### RECORDS SUPPLIED
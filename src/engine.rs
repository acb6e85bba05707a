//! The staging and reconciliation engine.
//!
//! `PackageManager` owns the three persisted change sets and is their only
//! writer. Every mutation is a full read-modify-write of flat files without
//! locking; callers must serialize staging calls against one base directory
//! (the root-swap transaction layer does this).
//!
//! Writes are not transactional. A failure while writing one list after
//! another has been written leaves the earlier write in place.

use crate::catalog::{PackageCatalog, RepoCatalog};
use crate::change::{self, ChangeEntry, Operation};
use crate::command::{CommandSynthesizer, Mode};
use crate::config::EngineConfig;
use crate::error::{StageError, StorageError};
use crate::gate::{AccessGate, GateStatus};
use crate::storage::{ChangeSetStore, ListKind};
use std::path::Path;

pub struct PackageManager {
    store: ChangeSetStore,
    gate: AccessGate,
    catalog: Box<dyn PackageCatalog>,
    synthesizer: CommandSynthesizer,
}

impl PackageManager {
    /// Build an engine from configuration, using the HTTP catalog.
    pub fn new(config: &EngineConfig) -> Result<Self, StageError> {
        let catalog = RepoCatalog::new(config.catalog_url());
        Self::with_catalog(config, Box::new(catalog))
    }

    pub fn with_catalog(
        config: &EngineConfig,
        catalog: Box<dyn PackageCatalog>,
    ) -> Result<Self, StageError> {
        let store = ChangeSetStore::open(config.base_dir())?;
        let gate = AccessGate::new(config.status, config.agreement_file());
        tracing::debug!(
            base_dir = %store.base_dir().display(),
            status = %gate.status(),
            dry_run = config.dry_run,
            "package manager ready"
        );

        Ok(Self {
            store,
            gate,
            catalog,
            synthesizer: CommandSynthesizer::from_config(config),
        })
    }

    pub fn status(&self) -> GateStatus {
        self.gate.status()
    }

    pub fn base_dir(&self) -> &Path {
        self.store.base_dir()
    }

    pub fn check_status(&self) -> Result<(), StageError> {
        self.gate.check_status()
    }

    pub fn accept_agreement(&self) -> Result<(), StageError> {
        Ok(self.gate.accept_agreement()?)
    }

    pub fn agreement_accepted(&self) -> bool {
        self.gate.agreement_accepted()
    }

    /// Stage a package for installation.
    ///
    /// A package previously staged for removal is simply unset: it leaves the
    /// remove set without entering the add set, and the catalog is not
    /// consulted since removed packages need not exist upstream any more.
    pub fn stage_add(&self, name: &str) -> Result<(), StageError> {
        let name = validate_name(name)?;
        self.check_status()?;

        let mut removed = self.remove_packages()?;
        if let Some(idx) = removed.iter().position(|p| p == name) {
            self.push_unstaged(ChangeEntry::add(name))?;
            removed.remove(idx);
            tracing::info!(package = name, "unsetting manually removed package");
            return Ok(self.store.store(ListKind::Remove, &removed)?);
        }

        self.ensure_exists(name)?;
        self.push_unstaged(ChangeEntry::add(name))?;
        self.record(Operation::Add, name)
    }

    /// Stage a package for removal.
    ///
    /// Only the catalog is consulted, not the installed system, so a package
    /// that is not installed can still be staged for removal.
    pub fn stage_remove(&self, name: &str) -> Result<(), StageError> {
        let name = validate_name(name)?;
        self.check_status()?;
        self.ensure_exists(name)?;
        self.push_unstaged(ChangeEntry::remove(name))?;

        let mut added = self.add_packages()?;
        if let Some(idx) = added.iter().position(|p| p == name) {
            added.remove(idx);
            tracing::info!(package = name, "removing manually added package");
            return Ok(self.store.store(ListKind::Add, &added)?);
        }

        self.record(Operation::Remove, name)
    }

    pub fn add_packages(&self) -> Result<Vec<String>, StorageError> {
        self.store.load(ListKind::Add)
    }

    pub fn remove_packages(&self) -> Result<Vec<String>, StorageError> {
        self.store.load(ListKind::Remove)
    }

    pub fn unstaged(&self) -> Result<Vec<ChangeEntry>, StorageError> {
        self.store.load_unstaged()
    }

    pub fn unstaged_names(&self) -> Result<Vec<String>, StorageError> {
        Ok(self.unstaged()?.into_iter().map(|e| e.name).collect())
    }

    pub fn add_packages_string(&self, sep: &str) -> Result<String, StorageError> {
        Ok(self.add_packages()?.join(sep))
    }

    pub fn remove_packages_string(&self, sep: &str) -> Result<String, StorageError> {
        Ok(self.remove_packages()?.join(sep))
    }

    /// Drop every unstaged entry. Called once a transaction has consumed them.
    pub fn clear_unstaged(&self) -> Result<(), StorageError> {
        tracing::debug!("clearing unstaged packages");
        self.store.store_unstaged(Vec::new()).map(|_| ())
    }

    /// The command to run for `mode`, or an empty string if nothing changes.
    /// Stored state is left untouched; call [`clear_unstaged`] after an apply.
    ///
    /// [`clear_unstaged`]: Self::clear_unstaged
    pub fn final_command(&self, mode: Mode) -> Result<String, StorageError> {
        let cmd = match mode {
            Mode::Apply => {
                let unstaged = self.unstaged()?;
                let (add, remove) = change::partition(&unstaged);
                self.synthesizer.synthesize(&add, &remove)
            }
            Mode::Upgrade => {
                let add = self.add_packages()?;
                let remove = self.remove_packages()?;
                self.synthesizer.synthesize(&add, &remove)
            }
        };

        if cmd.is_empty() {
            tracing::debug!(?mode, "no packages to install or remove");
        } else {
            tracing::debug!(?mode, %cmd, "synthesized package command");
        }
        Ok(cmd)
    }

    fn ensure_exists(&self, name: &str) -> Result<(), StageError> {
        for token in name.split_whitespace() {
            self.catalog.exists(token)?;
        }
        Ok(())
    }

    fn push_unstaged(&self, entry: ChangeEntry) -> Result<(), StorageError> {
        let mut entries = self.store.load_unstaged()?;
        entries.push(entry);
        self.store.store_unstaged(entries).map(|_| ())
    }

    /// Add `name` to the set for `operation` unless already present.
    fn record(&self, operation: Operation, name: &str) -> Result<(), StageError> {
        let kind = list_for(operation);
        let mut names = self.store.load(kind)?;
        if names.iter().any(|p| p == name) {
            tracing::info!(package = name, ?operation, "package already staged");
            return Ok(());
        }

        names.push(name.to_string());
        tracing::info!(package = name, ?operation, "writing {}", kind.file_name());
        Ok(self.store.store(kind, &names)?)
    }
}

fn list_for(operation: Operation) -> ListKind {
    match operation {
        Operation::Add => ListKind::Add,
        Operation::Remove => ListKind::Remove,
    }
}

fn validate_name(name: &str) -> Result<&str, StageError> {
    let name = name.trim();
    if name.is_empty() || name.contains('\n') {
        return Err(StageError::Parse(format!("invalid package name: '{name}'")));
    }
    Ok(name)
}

...

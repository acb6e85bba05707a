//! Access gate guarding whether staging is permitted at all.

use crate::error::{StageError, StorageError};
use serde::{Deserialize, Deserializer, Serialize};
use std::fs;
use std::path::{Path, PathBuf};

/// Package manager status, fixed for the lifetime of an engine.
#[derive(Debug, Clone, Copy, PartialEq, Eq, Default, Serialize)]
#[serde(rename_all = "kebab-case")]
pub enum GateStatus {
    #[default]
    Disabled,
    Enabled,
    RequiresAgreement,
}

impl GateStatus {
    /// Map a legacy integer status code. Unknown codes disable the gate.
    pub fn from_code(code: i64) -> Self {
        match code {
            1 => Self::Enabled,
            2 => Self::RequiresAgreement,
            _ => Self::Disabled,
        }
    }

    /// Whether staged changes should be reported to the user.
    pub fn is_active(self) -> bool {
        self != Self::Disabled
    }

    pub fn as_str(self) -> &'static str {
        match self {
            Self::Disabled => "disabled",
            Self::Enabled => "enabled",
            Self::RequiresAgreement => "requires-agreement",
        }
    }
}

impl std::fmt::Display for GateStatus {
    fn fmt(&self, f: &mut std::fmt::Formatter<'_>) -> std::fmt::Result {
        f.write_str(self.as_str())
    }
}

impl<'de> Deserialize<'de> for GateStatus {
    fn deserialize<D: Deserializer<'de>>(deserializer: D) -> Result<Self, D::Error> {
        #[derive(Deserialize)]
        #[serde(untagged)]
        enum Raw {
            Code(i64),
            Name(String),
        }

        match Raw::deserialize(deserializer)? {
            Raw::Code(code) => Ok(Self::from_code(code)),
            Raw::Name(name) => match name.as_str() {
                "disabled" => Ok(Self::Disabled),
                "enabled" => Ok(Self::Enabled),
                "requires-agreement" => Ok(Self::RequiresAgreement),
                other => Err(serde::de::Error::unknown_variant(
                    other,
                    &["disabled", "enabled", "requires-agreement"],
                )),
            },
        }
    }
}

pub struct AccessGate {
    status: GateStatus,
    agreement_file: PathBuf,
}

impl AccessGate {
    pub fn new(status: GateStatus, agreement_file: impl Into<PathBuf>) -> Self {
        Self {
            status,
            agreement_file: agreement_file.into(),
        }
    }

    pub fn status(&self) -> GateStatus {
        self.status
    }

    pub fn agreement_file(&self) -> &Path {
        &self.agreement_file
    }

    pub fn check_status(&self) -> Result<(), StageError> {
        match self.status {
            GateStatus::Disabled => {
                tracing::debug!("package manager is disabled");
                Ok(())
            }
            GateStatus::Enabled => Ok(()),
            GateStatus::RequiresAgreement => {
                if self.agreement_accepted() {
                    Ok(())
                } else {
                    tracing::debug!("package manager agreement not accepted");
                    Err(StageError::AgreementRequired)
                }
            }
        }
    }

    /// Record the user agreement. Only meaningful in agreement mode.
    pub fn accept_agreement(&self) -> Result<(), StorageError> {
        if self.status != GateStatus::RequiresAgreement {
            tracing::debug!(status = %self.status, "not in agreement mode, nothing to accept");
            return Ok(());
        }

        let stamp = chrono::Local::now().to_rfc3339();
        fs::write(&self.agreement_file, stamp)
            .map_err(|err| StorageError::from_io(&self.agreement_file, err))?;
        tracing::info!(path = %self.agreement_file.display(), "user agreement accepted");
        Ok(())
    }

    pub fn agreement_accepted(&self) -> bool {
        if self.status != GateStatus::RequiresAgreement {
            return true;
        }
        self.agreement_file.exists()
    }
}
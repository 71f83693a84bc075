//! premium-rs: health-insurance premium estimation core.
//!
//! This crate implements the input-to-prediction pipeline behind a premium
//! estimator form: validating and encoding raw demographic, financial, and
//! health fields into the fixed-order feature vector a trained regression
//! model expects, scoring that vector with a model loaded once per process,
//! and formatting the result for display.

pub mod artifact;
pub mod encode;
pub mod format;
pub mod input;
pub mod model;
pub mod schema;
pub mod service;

### WHAT YOU ARE ASKED TO DO
Search the records for the string "installed", and copy every line that holds it.

### RESPONSE TO THIS TASK
    /// Only the catalog is consulted, not the installed system, so a package
    /// that is not installed can still be staged for removal.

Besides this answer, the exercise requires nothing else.